Coram: HON'BLE MR. JUSTICE JAVED IQBAL WANI, JUDGE
ORDER
30.12.2024 ORAL:
1. The issues involved in the instant petitions are akin and analogous to each other, as such, the petitions have been clubbed together for consideration and consequently are taken up for disposal at this stage with the consent of the appearing counsel for the parties and are, accordingly, disposed of hereunder.
Facts:
2. The complainant respondent herein is stated to have instituted multiple complaints before the trial court under section 138 of the Negotiable Instruments Act, 1881 (for short "the Act") against the accused petitioner herein qua bouncing of cheques bearing No. 1819192 dated 25.02.2021 amounting to Rs. 9,50,000, cheque bearing No. 1819191 dated 05.03.2021 2 CRM Nos. 865/2022, 866/2022, 867/2022, 869/2022 and 870/2022 amounting to Rs. 9,00,000/-, cheque bearing No. 1819194 dated 05.01.2021 amounting to Rs. 9,00,000/-, cheque bearing No. 1819195 dated 05.02.2021 amounting to Rs. 9,00,000/- and cheque No. 1819197 dated 20.02.2021 amounting to Rs. 7,00,000/- claimed to have been issued by the petitioner herein in favour of the respondent herein for repayment of a loan stated to have been advanced by the respondent herein to the petitioner herein The respondent herein in the said complaints, had alleged that the cheque(s) were presented before the bank being Citizen Cooperative Bank Limited Branch Jammu, however, same came to be returned back to the complainant respondent herein unpaid vide Memo dated 07.04.2021 with the remarks "accounts closed", whereupon the complainant respondent herein is stated to have served a demand notice upon the accused petitioner herein on 22.05.2021 sent through registered post on 24.05.2021 and after expiry of period of 15 days stipulated therein in the said demand notice by the complainant respondent herein to pay the amount covered under the cheque(s) to him, the accused petitioner failed, whereupon the complainant respondent herein filed the complaints on 27.08.2021.
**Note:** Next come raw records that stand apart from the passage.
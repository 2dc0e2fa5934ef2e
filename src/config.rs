//! Site configuration loading.
//!
//! A `config.toml` at the site root is optional; every field has a default
//! so a bare content tree works out of the box:
//!
//! ```toml
//! [site]
//! name = "Chilukwa Apiaries"
//! url = "https://example.org"
//! tagline = "Notes from the hives"
//!
//! [content]
//! posts_per_page = 5
//! ```
//!
//! The indexer itself takes explicit paths; config only feeds the CLI
//! (summary headers, pagination).

use serde::{Deserialize, Serialize};
use std::fs;
use std::path::Path;
use thiserror::Error;

#[derive(Error, Debug)]
pub enum ConfigError {
    #[error("IO error: {0}")]
    Io(#[from] std::io::Error),
    #[error("invalid config.toml: {0}")]
    Parse(#[from] toml::de::Error),
}

#[derive(Debug, Clone, Default, Serialize, Deserialize)]
pub struct SiteConfig {
    #[serde(default)]
    pub site: SiteSection,
    #[serde(default)]
    pub content: ContentSection,
}

#[derive(Debug, Clone, Serialize, Deserialize)]
pub struct SiteSection {
    #[serde(default = "default_site_name")]
    pub name: String,
    #[serde(default)]
    pub url: String,
    #[serde(default)]
    pub tagline: String,
}

#[derive(Debug, Clone, Serialize, Deserialize)]
pub struct ContentSection {
    #[serde(default = "default_posts_per_page")]
    pub posts_per_page: usize,
}

impl Default for SiteSection {
    fn default() -> Self {
        Self {
            name: default_site_name(),
            url: String::new(),
            tagline: String::new(),
        }
    }
}

impl Default for ContentSection {
    fn default() -> Self {
        Self {
            posts_per_page: default_posts_per_page(),
        }
    }
}

fn default_site_name() -> String {
    "A flat-file site".to_string()
}

fn default_posts_per_page() -> usize {
    5
}

/// Load `config.toml` from the site root. A missing file yields defaults;
/// an unparsable one is a configuration error.
pub fn load_config(root: &Path) -> Result<SiteConfig, ConfigError> {
    let path = root.join("config.toml");
    if !path.exists() {
        return Ok(SiteConfig::default());
    }
    Ok(toml::from_str(&fs::read_to_string(path)?)?)
}

#[cfg(test)]
mod tests {
    use super::*;
    use tempfile::TempDir;

    #[test]
    fn missing_file_yields_defaults() {
        let tmp = TempDir::new().unwrap();
        let config = load_config(tmp.path()).unwrap();
        assert_eq!(config.site.name, "A flat-file site");
        assert_eq!(config.content.posts_per_page, 5);
    }

    #[test]
    fn partial_file_fills_in_defaults() {
        let tmp = TempDir::new().unwrap();
        fs::write(
            tmp.path().join("config.toml"),
            "[site]\nname = \"Chilukwa Apiaries\"\n",
        )
        .unwrap();
        let config = load_config(tmp.path()).unwrap();
        assert_eq!(config.site.name, "Chilukwa Apiaries");
        assert!(config.site.url.is_empty());
        assert_eq!(config.content.posts_per_page, 5);
    }

    #[test]
    fn full_file_overrides_everything() {
        let tmp = TempDir::new().unwrap();
        fs::write(
            tmp.path().join("config.toml"),
            "[site]\nname = \"n\"\nurl = \"https://x\"\ntagline = \"t\"\n[content]\nposts_per_page = 10\n",
        )
        .unwrap();
        let config = load_config(tmp.path()).unwrap();
        assert_eq!(config.site.url, "https://x");
        assert_eq!(config.content.posts_per_page, 10);
    }

    #[test]
    fn invalid_toml_is_fatal() {
        let tmp = TempDir::new().unwrap();
        fs::write(tmp.path().join("config.toml"), "not = [valid").unwrap();
        assert!(matches!(
            load_config(tmp.path()),
            Err(ConfigError::Parse(_))
        ));
    }
}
The said complaint upon being entertained by the trial court, were proceeded with after recording the preliminary statement of the complainant respondent herein and one of his witnesses and upon being satisfied thereof, cognizance of the offence alleged to have been 3 CRM Nos. 865/2022, 866/2022, 867/2022, 869/2022 and 870/2022 committed by the accused petitioner herein came to be taken and consequently the accused petitioner herein came to be summoned in terms of impugned order dated 27.08.2021 passed by the trial court.
3. The petitioner herein has challenged the impugned complaints, proceedings initiated thereon as also impugned order dated 27.08.2021 in the instant petition(s) on the following grounds:
(i) That the order impugned dated 27.08.2021 passed by the learned Judicial Magistrate Akhnoor under Section 138 Negotiable Instrument Act is misuse of process of law, therefore, the same is liable to be quashed.
(ii) That the cheque in question bearing No. 1819192 dated 25.02.2021 was allegedly issued by the petitioner which was presented by the respondent to his Bank and the Bank vide memo dated 07.04.2021 had returned the cheque unpaid with the endorsement that the 'account closed', therefore, it is apparent from the memo that the respondent has received memo containing the reason of non- payment as 'account closed' on 07.04.2021 because Bank of the complainant and the accused is same but the respondent had served the notice of demand on 24.05.2021 i.e., after the expiry of period of one month and the aforesaid legal notice of demand which is dated 22.05.2021 was posted on 24.05.2021, that too, after the expiry of period of one month from 07.04.2021 i.e., the day when the memo was received by the respondent, as such, the present complaint was not maintainable because as per the provisions contained under Section 138 Negotiable lnstrument Act, the respondent was under duty to serve the notice of demand within a period of one month from the date of receipt of the memo but in the instant case, memo was received on 07.04.2021 and legal notice of demand dated 22.05.2021 was posted on 24.05.2021 to the petitioner i.e., after the expiry of more than 30 days, therefore, the proceedings were in violation of law/statute, thus, in view of the violation of Section 138 of Negotiable lnstrument Act, the same cannot give rise to valid proceedings, therefore, the impugned complaint and proceedings initiated thereon including the order impugned are liable to be quashed.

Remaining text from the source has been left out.